From the Wall Street Journal:
And from earlier this year in Idaho:
The 2012 merger of two health care providers in Idaho’s second-largest city, Nampa, was properly found to violate Section 7 of the Clayton Act, the U.S. Court of Appeals in San Francisco ruled today. A decision of the federal district court in Boise, ordering St. Luke’s Health System, Ltd.—the largest health care system in Idaho—to divest Saltzer Medical Group—the state’s largest independent, multi-specialty physician practice—was upheld
These are the next frontier of healthcare reform. We, as a nation, are committed to treating most healthcare in a quasi-market like manner. To do that so that we have effective and cost effecient care means actually treating the two major sides of the healthcare market (payers and providers) as markets that deserve significant competitive scrutiny. An activist Department of Justice and a Federal Trade Commission that has a default assumption that consolidation among major actors is anti-competitive unless clearly shown otherwise is a good thing.
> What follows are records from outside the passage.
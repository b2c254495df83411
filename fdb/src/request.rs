use std::collections::HashMap;
use std::fmt;

use itertools::Itertools;

use error::{ErrorKind, Result};

/// A MARS-style retrieval request: a verb plus a mapping of keywords to
/// sets of values, interpreted as a Cartesian product.
#[derive(Debug, Clone, Default)]
pub struct Request {
	verb: String,
	names: Vec<String>,
	values: HashMap<String, Vec<String>>,
}

impl Request {
	/// Creates an empty `retrieve` request.
	pub fn new() -> Request {
		Request {
			verb: "retrieve".into(),
			names: Vec::new(),
			values: HashMap::new(),
		}
	}

	/// Parses the `verb k1=v1/v2,k2=v3,…` form. The verb is optional and
	/// defaults to `retrieve`.
	pub fn parse(s: &str) -> Result<Request> {
		let s = s.trim();
		let (verb, rest) = match s.find(char::is_whitespace) {
			Some(pos) if !s[..pos].contains('=') => (&s[..pos], s[pos..].trim()),
			_ => ("retrieve", s),
		};

		let mut request = Request::new();
		request.verb = verb.to_lowercase();

		if rest.is_empty() {
			return Ok(request);
		}

		for part in rest.split(',') {
			let mut kv = part.trim().splitn(2, '=');
			let k = kv.next().unwrap_or("");
			let v = match kv.next() {
				Some(v) => v,
				None => bail!(ErrorKind::InvalidValue(
					k.into(),
					part.into(),
					"expected keyword=value[/value…]".into()
				)),
			};
			request.set(k, v.split('/').map(|v| v.trim()));
		}

		Ok(request)
	}

	/// The request verb, lowercased.
	pub fn verb(&self) -> &str {
		&self.verb
	}

	/// Replaces the values of a keyword.
	pub fn set<'a, I: IntoIterator<Item = &'a str>>(&mut self, keyword: &str, values: I) {
		if !self.values.contains_key(keyword) {
			self.names.push(keyword.into());
		}
		self.values.insert(
			keyword.into(),
			values.into_iter().map(|v| v.to_string()).collect(),
		);
	}

	/// The values of a keyword, empty when absent.
	pub fn values(&self, keyword: &str) -> &[String] {
		self.values.get(keyword).map(|v| v.as_slice()).unwrap_or(&[])
	}

	/// Number of values for a keyword.
	pub fn count_values(&self, keyword: &str) -> usize {
		self.values(keyword).len()
	}

	/// True if the keyword is present.
	pub fn has(&self, keyword: &str) -> bool {
		self.values.contains_key(keyword)
	}

	/// Keywords in insertion order.
	pub fn names(&self) -> &[String] {
		&self.names
	}

	/// True when the caller asked for the gathered result to be sorted
	/// (`_sort=1`).
	pub fn wants_sorted(&self) -> bool {
		self.values("_sort") == ["1"]
	}
}

impl fmt::Display for Request {
	fn fmt(&self, f: &mut fmt::Formatter) -> fmt::Result {
		write!(f, "{}", self.verb)?;
		let mut sep = " ";
		for name in &self.names {
			write!(f, "{}{}={}", sep, name, self.values[name].iter().join("/"))?;
			sep = ",";
		}
		Ok(())
	}
}

#[cfg(test)]
mod tests {
	use super::Request;

	#[test]
	fn test_parse_with_verb() {
		let r = Request::parse("retrieve class=od,stream=oper,step=0/6/12").unwrap();
		assert_eq!(r.verb(), "retrieve");
		assert_eq!(r.values("class"), ["od"]);
		assert_eq!(r.values("step"), ["0", "6", "12"]);
		assert!(!r.has("date"));
	}

	#[test]
	fn test_parse_without_verb() {
		let r = Request::parse("class=od,expver=1").unwrap();
		assert_eq!(r.verb(), "retrieve");
		assert_eq!(r.values("expver"), ["1"]);
	}

	#[test]
	fn test_display_roundtrip() {
		let r = Request::parse("retrieve class=od,step=0/6").unwrap();
		assert_eq!(r.to_string(), "retrieve class=od,step=0/6");
		let again = Request::parse(&r.to_string()).unwrap();
		assert_eq!(again.values("step"), ["0", "6"]);
	}

	#[test]
	fn test_sort_flag() {
		assert!(Request::parse("class=od,_sort=1").unwrap().wants_sorted());
		assert!(!Request::parse("class=od").unwrap().wants_sorted());
	}
}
Let’s remember what the basic market structure of payers and providers looks like in the United States.
Dominant insurers use their ability to steer hundreds of thousands patients to or from different providers as a stick to get rates that are based on Medicare with a small kicker. This works because a dominant insurer does not need to get every provider in a specialty or concentration into the network. They just need to get enough providers in network to satisfy state regulators. Providers who don’t take the low rates from the dominant insurer have a hard time making up at higher price points the revenue they lose in volume. Areas where there is a single dominant provider in either the entire market or a critical set of specialties will see the providers tell insurers “You either take my rate, or you can’t sell in this county as I’m the only provider in the region…….
Areas where there are a multitude of medium and small payers who can’t threaten the economic existence of a multitude of fragmented providers see effective competitive bidding. Providers can not name their price as insurers and other payers can walk across the street to another provider and sign a deal. Insurers can’t force prices down too much as each individual provider has half a dozen other options to make a living. And finally, areas where there is a single dominant provider and a single, dominant payer see very nasty fights over rents.
The worst case scenarios is the Provider highly concentrated with the payers fragmented as reimbursement rates are high and utilization is probably high. Concentrated payers with fragmented providers will see low reimbursement rates, and the potential for low premium rates as benevelent local non-profit insurers might keep rates low. Otherwise, the executives get lots of high quality blow and flexible hookers as the insurance company is bloated and inefficient. The ACA’s requirement on minimal Medical Loss Ratio of either 80% (individual and small group) or 85% (large group) has crimped the blow supply.
Situations where both the payers are highly concentrated and the providers are highly concentrated are probably the second best outcome. As long as there is no evidence of collusion, big payers fighting big providers keeps pricing reasonable although quite a bit of market surplus is consumed as both sides piss at each other.
Finally, the best case scenario is fragmented markets where there are efficient payers and efficient providers who are effectively price takers and not price makers. Here consumers get good prices on good care.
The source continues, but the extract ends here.